Sleep Deprivation and Being Enough
A few months ago I wondered if I’d ever sleep again - maybe this would be the kid who went off college still not sleeping through the night. And even though she’s my fourth baby, I found myself questioning everything I did. Was I not doing enough? Did I need to be better? How can I “sleep train” when I’m just so tired, all day long, with my attention split between so many little humans? I had never been so exhausted in all my life - not as a single mom, not with any of my other three children combined. This poor girl was colicky, and refused to be set down or held by anyone except me. I would've been grateful for even a two hour stretch of sleep.

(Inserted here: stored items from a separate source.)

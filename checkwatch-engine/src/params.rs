//! Check parameters.
//!
//! Parameters are a JSON object layered from three sources, later layers
//! winning per key: the plugin's defaults, the baseline captured at
//! discovery, and user overrides.

use checkwatch_types::{FieldValue, Levels};
use serde::{Deserialize, Serialize};
use serde_json::{Map, Value};

use crate::error::ParamsError;
use crate::levels::parse_levels;

#[derive(Debug, Clone, PartialEq, Default, Serialize, Deserialize)]
#[serde(transparent)]
pub struct Parameters {
    values: Map<String, Value>,
}

impl Parameters {
    pub fn new() -> Self {
        Self::default()
    }

    /// Build parameters from an arbitrary JSON value, which must be an object.
    pub fn from_value(value: Value) -> Result<Self, ParamsError> {
        match value {
            Value::Object(values) => Ok(Self { values }),
            Value::Null => Ok(Self::new()),
            other => Err(ParamsError::NotAnObject(other.to_string())),
        }
    }

    /// Merge `defaults ← baseline ← overrides`.
    pub fn layered(defaults: &Parameters, baseline: &Parameters, overrides: &Parameters) -> Self {
        let mut merged = defaults.clone();
        merged.extend(baseline);
        merged.extend(overrides);
        merged
    }

    /// Copy every key of `other`, replacing existing values.
    pub fn extend(&mut self, other: &Parameters) {
        for (key, value) in &other.values {
            self.values.insert(key.clone(), value.clone());
        }
    }

    pub fn insert(&mut self, key: impl Into<String>, value: impl Into<Value>) {
        self.values.insert(key.into(), value.into());
    }

    /// Builder-style [`Parameters::insert`].
    pub fn with(mut self, key: impl Into<String>, value: impl Into<Value>) -> Self {
        self.insert(key, value);
        self
    }

    pub fn get(&self, key: &str) -> Option<&Value> {
        self.values.get(key)
    }

    pub fn contains(&self, key: &str) -> bool {
        self.values.contains_key(key)
    }

    pub fn is_empty(&self) -> bool {
        self.values.is_empty()
    }

    pub fn len(&self) -> usize {
        self.values.len()
    }

    pub fn keys(&self) -> impl Iterator<Item = &String> {
        self.values.keys()
    }

    pub fn f64(&self, key: &str) -> Result<Option<f64>, ParamsError> {
        self.typed(key, "a number", Value::as_f64)
    }

    pub fn u64(&self, key: &str) -> Result<Option<u64>, ParamsError> {
        self.typed(key, "a non-negative integer", Value::as_u64)
    }

    pub fn i64(&self, key: &str) -> Result<Option<i64>, ParamsError> {
        self.typed(key, "an integer", Value::as_i64)
    }

    pub fn str(&self, key: &str) -> Result<Option<&str>, ParamsError> {
        self.typed(key, "a string", Value::as_str)
    }

    /// Threshold spec stored under `key`; a missing key means no levels.
    pub fn levels(&self, key: &str) -> Result<Levels, ParamsError> {
        match self.values.get(key) {
            None => Ok(Levels::NoLevels),
            Some(value) => parse_levels(value).map_err(|source| ParamsError::Levels {
                key: key.to_string(),
                source,
            }),
        }
    }

    fn typed<'a, T>(
        &'a self,
        key: &str,
        expected: &'static str,
        convert: impl Fn(&'a Value) -> Option<T>,
    ) -> Result<Option<T>, ParamsError> {
        match self.values.get(key) {
            None | Some(Value::Null) => Ok(None),
            Some(value) => convert(value).map(Some).ok_or_else(|| ParamsError::WrongType {
                key: key.to_string(),
                expected,
            }),
        }
    }
}

/// JSON form of a field value, used for discovery baselines.
pub fn field_to_json(value: &FieldValue) -> Value {
    match value {
        FieldValue::Flag(v) => Value::from(*v),
        FieldValue::Counter(v) => Value::from(*v),
        FieldValue::Integer(v) => Value::from(*v),
        FieldValue::Float(v) => Value::from(*v),
        FieldValue::Text(v) => Value::from(v.as_str()),
    }
}

#[cfg(test)]
mod tests {
    use super::*;
    use serde_json::json;

    #[test]
    fn later_layers_win() {
        let defaults = Parameters::new()
            .with("expected_status", 1)
            .with("utilization_levels", json!([80.0, 90.0]));
        let baseline = Parameters::new().with("discovered_speed", 1_000_000_000u64);
        let overrides = Parameters::new().with("utilization_levels", json!(["fixed", [50.0, 60.0]]));

        let merged = Parameters::layered(&defaults, &baseline, &overrides);
        assert_eq!(merged.len(), 3);
        assert_eq!(merged.u64("discovered_speed"), Ok(Some(1_000_000_000)));
        assert_eq!(
            merged.levels("utilization_levels"),
            Ok(Levels::fixed(50.0, 60.0))
        );
    }

    #[test]
    fn missing_levels_mean_no_levels() {
        assert_eq!(Parameters::new().levels("cpu_levels"), Ok(Levels::NoLevels));
    }

    #[test]
    fn malformed_levels_name_the_key() {
        let params = Parameters::new().with("cpu_levels", json!(["fixed", [80.0]]));
        match params.levels("cpu_levels") {
            Err(ParamsError::Levels { key, .. }) => assert_eq!(key, "cpu_levels"),
            other => panic!("unexpected: {:?}", other),
        }
    }

    #[test]
    fn typed_accessors_reject_wrong_types() {
        let params = Parameters::new().with("expected_status", "up");
        assert_eq!(
            params.u64("expected_status"),
            Err(ParamsError::WrongType {
                key: "expected_status".into(),
                expected: "a non-negative integer"
            })
        );
        assert_eq!(params.str("expected_status"), Ok(Some("up")));
        assert_eq!(params.f64("missing"), Ok(None));
    }

    #[test]
    fn from_value_requires_object() {
        assert!(Parameters::from_value(json!({"a": 1})).is_ok());
        assert_eq!(Parameters::from_value(Value::Null), Ok(Parameters::new()));
        assert!(matches!(
            Parameters::from_value(json!([1, 2])),
            Err(ParamsError::NotAnObject(_))
        ));
    }

    #[test]
    fn serializes_as_plain_object() {
        let params = Parameters::new().with("discovered_speed", 100);
        assert_eq!(serde_json::to_value(&params).unwrap(), json!({"discovered_speed": 100}));
    }
}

But here we are, 5 months later, and this sweet girl is figuring things out. She sleeps all night in her crib and is starting to nap better. It happened different for all my kids, but they all got there, in their own time, in their own way. And without fail, I miss the neediness and cuddles. I miss the way she curled into my body and nursed in the middle of the night, with both of us half asleep. There’s something special about those moments, in the middle of the night, when the rest of the house is silent and you're just tending to your baby’s needs. That even in the state of being sleep-deprived, shower-deprived, sanity-deprived… we are enough to fill our baby’s every needs.
And so if you’re still there in the sleeplessness, know that you’re enough. That your snuggles and your love and your sleep deprived attempts are all exactly what they’re meant to be. You don’t need another book or technique. Your baby WILL sleep, and until then, give yourself lots of grace.